My Lords, the Government recognise the value of parks in providing vibrant and inclusive locations for local communities to enjoy. We welcome the Select Committee’s inquiry on parks and have established a parks action group across Whitehall departments and with experts from across the parks sector. We have also committed £500,000 to support the group’s work on building the sustainability of parks.
I thank the Minister for that reply. Going right back to the Victorians, it was recognised that public parks benefit our physical and mental health as well as the environment and biodiversity. Is the Minister therefore concerned by the deterioration of our parks?

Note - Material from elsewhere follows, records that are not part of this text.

//! Permission grammar, local matching and component wiring.

pub mod components;
pub mod matcher;
pub mod permissions;

pub use components::AuthorizationComponents;
pub use matcher::{MatchResult, PermissionFilter, match_permission};
pub use permissions::{Action, CrudMask, PermissionRecord};
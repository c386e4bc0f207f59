use thiserror::Error;
use axum::response::{IntoResponse, Response};
use axum::http::StatusCode;

use crate::services::upstream::UpstreamError;

/// Errors raised by the cache layer.
///
/// Only `Configuration` and `InvalidFilter` ever reach a caller. `TransientStore`
/// and `MalformedRecord` are constructed for logging and then absorbed.
#[derive(Error, Debug, Clone, PartialEq, Eq)]
pub enum CacheError {
    #[error("Cache configuration error: {0}")]
    Configuration(String),

    #[error("Cache store unavailable: {0}")]
    TransientStore(String),

    #[error("Malformed permission record: {0}")]
    MalformedRecord(String),

    #[error("Invalid cache filter: either role_id or user_id must be specified")]
    InvalidFilter,
}

#[derive(Error, Debug)]
pub enum AppError {
    #[error("Configuration error: {0}")]
    Config(String),

    #[error("Invalid input: {0}")]
    InvalidInput(String),

    #[error("Server error: {0}")]
    Server(String),

    #[error("Service unavailable: {0}")]
    ServiceUnavailable(String),

    #[error("Internal error")]
    Internal(#[from] anyhow::Error),
}

impl IntoResponse for AppError {
    fn into_response(self) -> Response {
        let status = match &self {
            AppError::InvalidInput(_) => StatusCode::BAD_REQUEST,
            AppError::ServiceUnavailable(_) => StatusCode::SERVICE_UNAVAILABLE,
            AppError::Config(_) | AppError::Server(_) | AppError::Internal(_) => {
                StatusCode::INTERNAL_SERVER_ERROR
            }
        };

        // Don't expose internal error details
        let body = match &self {
            AppError::Internal(_) => "Internal error".to_string(),
            _ => self.to_string(),
        };

        (status, body).into_response()
    }
}

impl From<CacheError> for AppError {
    fn from(err: CacheError) -> Self {
        match err {
            CacheError::InvalidFilter => AppError::InvalidInput(err.to_string()),
            CacheError::Configuration(msg) => AppError::Config(msg),
            CacheError::TransientStore(_) | CacheError::MalformedRecord(_) => {
                AppError::Server(err.to_string())
            }
        }
    }
}

impl From<UpstreamError> for AppError {
    fn from(err: UpstreamError) -> Self {
        match err {
            UpstreamError::Rejected { .. } => AppError::InvalidInput(err.to_string()),
            UpstreamError::Timeout | UpstreamError::Connection(_) => {
                AppError::ServiceUnavailable(err.to_string())
            }
            UpstreamError::InvalidResponse(_) => AppError::Server(err.to_string()),
            UpstreamError::Configuration(msg) => AppError::Config(msg),
        }
    }
}
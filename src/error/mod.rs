pub mod types;

pub use types::*;

#[cfg(test)]
mod tests {
    use super::*;
    use crate::services::upstream::UpstreamError;
    use axum::http::StatusCode;
    use axum::response::IntoResponse;

    #[test]
    fn test_error_display_messages() {
        let err = AppError::Config("ttl out of range".to_string());
        assert_eq!(err.to_string(), "Configuration error: ttl out of range");

        let err = AppError::InvalidInput("Missing access information".to_string());
        assert_eq!(err.to_string(), "Invalid input: Missing access information");

        let err = CacheError::InvalidFilter;
        assert!(err.to_string().contains("role_id or user_id"));
    }

    #[test]
    fn test_error_to_response_conversion() {
        let err = AppError::InvalidInput("test".to_string());
        assert_eq!(err.into_response().status(), StatusCode::BAD_REQUEST);

        let err = AppError::ServiceUnavailable("provider down".to_string());
        assert_eq!(err.into_response().status(), StatusCode::SERVICE_UNAVAILABLE);

        let err = AppError::Config("test".to_string());
        assert_eq!(err.into_response().status(), StatusCode::INTERNAL_SERVER_ERROR);
    }

    #[test]
    fn test_invalid_filter_maps_to_bad_request() {
        let err: AppError = CacheError::InvalidFilter.into();
        assert!(matches!(err, AppError::InvalidInput(_)));
        assert_eq!(err.into_response().status(), StatusCode::BAD_REQUEST);
    }

    #[test]
    fn test_upstream_errors_map_by_kind() {
        let err: AppError = UpstreamError::Timeout.into();
        assert!(matches!(err, AppError::ServiceUnavailable(_)));

        let err: AppError = UpstreamError::Rejected {
            code: "DATA.INVALID".to_string(),
            message: "Missing role".to_string(),
        }
        .into();
        assert!(matches!(err, AppError::InvalidInput(_)));
    }

    #[test]
    fn test_internal_error_hides_details() {
        let internal = anyhow::anyhow!("Connection to 10.0.0.7:6379 refused");
        let response = AppError::Internal(internal).into_response();
        assert_eq!(response.status(), StatusCode::INTERNAL_SERVER_ERROR);
    }
}
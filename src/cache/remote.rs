//! Permission store on an external key-value service.
//!
//! Layout: one hash per access and scope kind,
//! `{namespace}access:{access_id}:role` and `{namespace}access:{access_id}:user`,
//! with the role or user id as field and the JSON-encoded entry list as value.
//! Freshness relies on the service's native key TTL, refreshed at most once per
//! `ttl / 2` per hash key.

use std::collections::HashSet;
use std::future::Future;
use std::sync::{Arc, Mutex};
use std::time::Duration;

use async_trait::async_trait;
use tracing::{trace, warn};

use super::hash_client::HashClient;
use super::{CacheKey, InvalidationRequest, InvalidationTarget, PermissionStore};
use crate::error::CacheError;

pub struct RemoteStore {
    client: Arc<dyn HashClient>,
    namespace: String,
    ttl: Duration,
    timeout: Duration,
    refreshing: Arc<Mutex<HashSet<String>>>,
}

impl RemoteStore {
    pub fn new(client: Arc<dyn HashClient>, namespace: String, ttl: Duration, timeout: Duration) -> Self {
        Self {
            client,
            namespace,
            ttl,
            timeout,
            refreshing: Arc::new(Mutex::new(HashSet::new())),
        }
    }

    fn hash_key(&self, access_id: &str, kind: &str) -> String {
        format!("{}access:{}:{}", self.namespace, access_id, kind)
    }

    /// Run one remote call under the store timeout, absorbing any failure.
    async fn guarded<T, F>(&self, op: &'static str, key: &str, call: F) -> Option<T>
    where
        F: Future<Output = Result<T, CacheError>>,
    {
        match tokio::time::timeout(self.timeout, call).await {
            Ok(Ok(value)) => Some(value),
            Ok(Err(e)) => {
                warn!(op, key = %key, error = %e, "Remote store call failed");
                metrics::counter!("iam_cache_store_errors_total", "op" => op).increment(1);
                None
            }
            Err(_) => {
                warn!(op, key = %key, timeout_ms = self.timeout.as_millis() as u64, "Remote store call timed out");
                metrics::counter!("iam_cache_store_errors_total", "op" => op).increment(1);
                None
            }
        }
    }

    /// Claim the refresh marker for `hash_key`. Returns false while a previous claim is live.
    fn claim_refresh(&self, hash_key: &str) -> bool {
        let Ok(mut refreshing) = self.refreshing.lock() else {
            return false;
        };
        if !refreshing.insert(hash_key.to_string()) {
            return false;
        }
        drop(refreshing);

        let refreshing = self.refreshing.clone();
        let hash_key = hash_key.to_string();
        let window = self.ttl / 2;
        tokio::spawn(async move {
            tokio::time::sleep(window).await;
            if let Ok(mut refreshing) = refreshing.lock() {
                refreshing.remove(&hash_key);
            }
        });
        true
    }

    async fn refresh_ttl(&self, hash_key: &str) {
        if !self.claim_refresh(hash_key) {
            trace!(key = %hash_key, "TTL refresh throttled");
            return;
        }
        self.guarded("expire", hash_key, self.client.expire(hash_key, self.ttl))
            .await;
    }
}

#[async_trait]
impl PermissionStore for RemoteStore {
    async fn hit(&self, key: &CacheKey) -> Option<Vec<String>> {
        let hash_key = self.hash_key(&key.access_id, key.scope.kind());
        let raw = self
            .guarded("hget", &hash_key, self.client.hget(&hash_key, key.scope.id()))
            .await
            .flatten()?;

        let entries = match serde_json::from_str::<Vec<String>>(&raw) {
            Ok(entries) => entries,
            Err(e) => {
                warn!(key = %hash_key, error = %e, "Discarding undecodable cached entries");
                metrics::counter!("iam_cache_store_errors_total", "op" => "decode").increment(1);
                return None;
            }
        };

        self.refresh_ttl(&hash_key).await;
        Some(entries)
    }

    async fn save(&self, key: &CacheKey, entries: Vec<String>) {
        let hash_key = self.hash_key(&key.access_id, key.scope.kind());
        let value = match serde_json::to_string(&entries) {
            Ok(value) => value,
            Err(e) => {
                warn!(key = %hash_key, error = %e, "Failed to encode entries");
                return;
            }
        };

        if self
            .guarded("hset", &hash_key, self.client.hset(&hash_key, key.scope.id(), &value))
            .await
            .is_some()
        {
            self.refresh_ttl(&hash_key).await;
        }
    }

    async fn invalidate(&self, request: &InvalidationRequest) {
        match request.target() {
            InvalidationTarget::Access => {
                let keys = vec![
                    self.hash_key(&request.access_id, "role"),
                    self.hash_key(&request.access_id, "user"),
                ];
                self.guarded("del", &keys[0], self.client.del_keys(&keys)).await;
            }
            InvalidationTarget::Role(role_id) => {
                let hash_key = self.hash_key(&request.access_id, "role");
                self.guarded("hdel", &hash_key, self.client.hdel(&hash_key, role_id))
                    .await;
            }
            InvalidationTarget::User(user_id) => {
                let hash_key = self.hash_key(&request.access_id, "user");
                self.guarded("hdel", &hash_key, self.client.hdel(&hash_key, user_id))
                    .await;
            }
        }
    }
}
//! Connector to the provider's event gateway.
//!
//! The gateway streams newline-delimited JSON events (`{namespace?, type, payload}`)
//! over a long-lived HTTP response, authenticated with the provider key. Every
//! decoded event is republished on the local [`BroadcastFeed`], so subscribers
//! see gateway and webhook events alike. Blank lines are keep-alives.

use std::sync::atomic::{AtomicBool, Ordering};
use std::sync::{Arc, Mutex};
use std::time::Duration;

use async_trait::async_trait;
use reqwest::header::{ACCEPT, AUTHORIZATION};
use reqwest::{Client, Response, Url};
use tokio::task::JoinHandle;
use tracing::{debug, info, warn};

use super::{BroadcastFeed, EventFeed, EventHandler, FeedError, FeedEvent};
use crate::config::UpstreamConfig;

/// Event feed backed by the provider's streaming gateway.
pub struct GatewayFeed {
    stream: Arc<GatewayStream>,
    pump: Mutex<Option<JoinHandle<()>>>,
}

/// What the background pump needs to read and reopen the stream.
struct GatewayStream {
    hub: Arc<BroadcastFeed>,
    http: Client,
    url: Url,
    key: String,
    reconnect: Duration,
    connected: AtomicBool,
}

impl GatewayFeed {
    pub fn new(config: &UpstreamConfig, hub: Arc<BroadcastFeed>) -> Result<Self, FeedError> {
        let events = config
            .events
            .as_deref()
            .ok_or_else(|| FeedError::Rejected("no event gateway configured".to_string()))?;
        let url = Url::parse(events)
            .map_err(|e| FeedError::Rejected(format!("events {}: {}", events, e)))?;

        // No overall timeout: the response body stays open for the life of the connection
        let http = Client::builder()
            .connect_timeout(Duration::from_millis(config.timeout_ms))
            .build()
            .map_err(|e| FeedError::Rejected(e.to_string()))?;

        Ok(Self {
            stream: Arc::new(GatewayStream {
                hub,
                http,
                url,
                key: config.key.clone(),
                reconnect: config.reconnect_delay(),
                connected: AtomicBool::new(false),
            }),
            pump: Mutex::new(None),
        })
    }

    pub fn url(&self) -> &Url {
        &self.stream.url
    }

    /// True while the gateway stream is open.
    pub fn is_connected(&self) -> bool {
        self.stream.connected.load(Ordering::SeqCst)
    }

    /// Open the stream and start forwarding events.
    ///
    /// Fails when the gateway is unreachable or refuses the key. Once connected,
    /// dropped streams are reopened in the background every `reconnect_ms`.
    pub async fn connect(&self) -> Result<(), FeedError> {
        let response = self.stream.open().await?;
        self.stream.connected.store(true, Ordering::SeqCst);
        info!(url = %self.stream.url, "Connected to event gateway");

        let task = tokio::spawn(self.stream.clone().run(response));
        if let Ok(mut pump) = self.pump.lock() {
            if let Some(previous) = pump.replace(task) {
                previous.abort();
            }
        }
        Ok(())
    }

    /// Close the stream and stop reconnecting.
    pub fn shutdown(&self) {
        if let Ok(mut pump) = self.pump.lock() {
            if let Some(task) = pump.take() {
                task.abort();
            }
        }
        self.stream.connected.store(false, Ordering::SeqCst);
    }
}

impl Drop for GatewayFeed {
    fn drop(&mut self) {
        self.shutdown();
    }
}

#[async_trait]
impl EventFeed for GatewayFeed {
    async fn subscribe(
        &self,
        namespace: &str,
        types: &[&str],
        handler: EventHandler,
    ) -> Result<(), FeedError> {
        self.stream.hub.subscribe(namespace, types, handler).await
    }
}

impl GatewayStream {
    async fn open(&self) -> Result<Response, FeedError> {
        let response = self
            .http
            .get(self.url.clone())
            .header(AUTHORIZATION, &self.key)
            .header(ACCEPT, "application/x-ndjson")
            .send()
            .await
            .map_err(|e| FeedError::Unavailable(e.to_string()))?;

        let status = response.status();
        if !status.is_success() {
            return Err(FeedError::Rejected(format!("event gateway answered {}", status)));
        }
        Ok(response)
    }

    async fn run(self: Arc<Self>, mut response: Response) {
        loop {
            self.drain(response).await;
            self.connected.store(false, Ordering::SeqCst);
            metrics::counter!("iam_feed_disconnects_total").increment(1);
            warn!(url = %self.url, "Event gateway stream closed, reconnecting");

            response = loop {
                tokio::time::sleep(self.reconnect).await;
                match self.open().await {
                    Ok(response) => break response,
                    Err(e) => warn!(error = %e, "Event gateway reconnect failed"),
                }
            };
            self.connected.store(true, Ordering::SeqCst);
            info!(url = %self.url, "Reconnected to event gateway");
        }
    }

    /// Forward events until the body ends or fails.
    async fn drain(&self, mut response: Response) {
        let mut buffer: Vec<u8> = Vec::new();
        loop {
            match response.chunk().await {
                Ok(Some(chunk)) => {
                    buffer.extend_from_slice(&chunk);
                    while let Some(end) = buffer.iter().position(|b| *b == b'\n') {
                        let line: Vec<u8> = buffer.drain(..=end).collect();
                        if let Some(event) = parse_line(&line) {
                            self.hub.publish(event);
                        }
                    }
                }
                Ok(None) => return,
                Err(e) => {
                    warn!(error = %e, "Event gateway stream failed");
                    return;
                }
            }
        }
    }
}

/// Decode one stream line. Keep-alives and undecodable lines yield nothing.
fn parse_line(line: &[u8]) -> Option<FeedEvent> {
    let line = line.trim_ascii();
    if line.is_empty() {
        return None;
    }
    match serde_json::from_slice::<FeedEvent>(line) {
        Ok(event) => {
            debug!(namespace = %event.namespace, event_type = %event.event_type, "Gateway event received");
            Some(event)
        }
        Err(e) => {
            warn!(error = %e, "Undecodable gateway event skipped");
            None
        }
    }
}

There have been reports of huge cuts to the maintenance budgets with the loss of trees, shrubs and flowers, which are often replaced with bare soil, and, along with that, increased graffiti and vandalism. Does he agree that the rise of privatised open space in our cities is not the answer to that? What we need is green open space available to everyone. Therefore, I urge the Government to take a lead on reinstating our parks as the national pride that they once were, rather than passing the problem down to local authorities and voluntary organisations, which are doing their bit but simply do not have the resources available to reverse that decline.
My Lords, I am afraid I do not recognise that picture of doom and gloom painted by the noble Baroness opposite. Indeed, the Select Committee report recognised the valuable work done by local authorities over time. In addition, there are the royal parks, supported by DCMS, and national parks. The noble Baroness is right about these having thrived since Victorian times, but they are still thriving. An immense amount of good work is going on. We have established a parks action group, which is looking at this, and have accepted the majority of the Select Committee’s recommendations, as the noble Baroness will know.
My Lords, I hope that many of your Lordships would agree that public parks have been important for centuries, not only for human enjoyment and wildlife protection but as a vital filter for pollution. With the present awareness of escalating mental health and stress problems, never have these precious green havens been more important. Does the Minister agree that they should be properly cared for and financed? Would the Government support a countrywide volunteering scheme, perhaps teaming up with Country Life magazine, the best campaigner for serious like causes?
My Lords, I know that my noble friend has taken an interest in parks for a considerable time. The parks action group, about which I spoke, is doing work across government. We recognise the value of this work across government so the group includes representatives from, for example, the Department of Health and the Home Office and other organisations such as the National Trust. The LGA is represented, as is Keep Britain Tidy. This work is important for all the community and contributes massively to our national well-being. We look forward to the work of the parks action group.
My Lords, the noble Earl raises an important issue. The parks action group will look at all these issues at its first meeting in November. We expect it to consider whether it will do that work and then draw conclusions from it. I look forward to seeing how the group’s first meeting goes. We will, of course, ensure that the House is kept in the picture on how that is progressing.
My Lords, Natural England estimates that the NHS could save £1 billion a year in mental and physical health costs if every household had equal access to parks and green spaces. Is the cross-Whitehall group specifically looking at this saving, as well as the potential pooling of budgets, where one department saves and another can benefit, to look at equal access to parks and to bring about better health and well-being?
The noble Lord raises an interesting and germane point about the importance of the parks sector to the whole community, not just in economic terms. We do not want to prejudge the work that will be done at the first meeting of the parks action group, but it is a broad-based committee that will look at this. As I say, we will ensure that the House is updated on how that work is going forward. However, it is clearly an interesting and important piece of work.
My Lords, I hope that both noble Baronesses will agree to give way appropriately. We have time to hear both if they are brief.
My Lords, my question relates to sport, which we do not talk enough about in this House. Public parks have been incredibly important in the provision of sporting facilities, from tennis courts to football pitches. They are indeed the grass roots of sport. Why is there such a reduction in courts and pitches? It is important that this is halted. What action are the Government taking to provide more facilities, not fewer?
My Lords, the noble Baroness raises an interesting point, specifically on courts and pitches. I will ensure that she gets a response to her question, but it goes beyond today’s narrow Question on support.
Right next door to this House, Victoria Tower Gardens—a beautiful piece of parkland—is threatened with being overrun by the Holocaust memorial. The Holocaust memorial is a great cause and very worthy, but it must be more sensible for it to be sited at the Imperial War Museum, which desperately wants it. Otherwise, we will lose a rare piece of parkland, slap bang in the middle of London.
My Lords, noble Lords around the House will have differing views on this. First, we are not losing parkland but gaining an important monument in central London, which I think is central to the thoughts of all parties and people in the country. I am sure that there will be ample opportunity to discuss this, but I am also sure that the House will want to welcome the winning design and be behind this important national monument.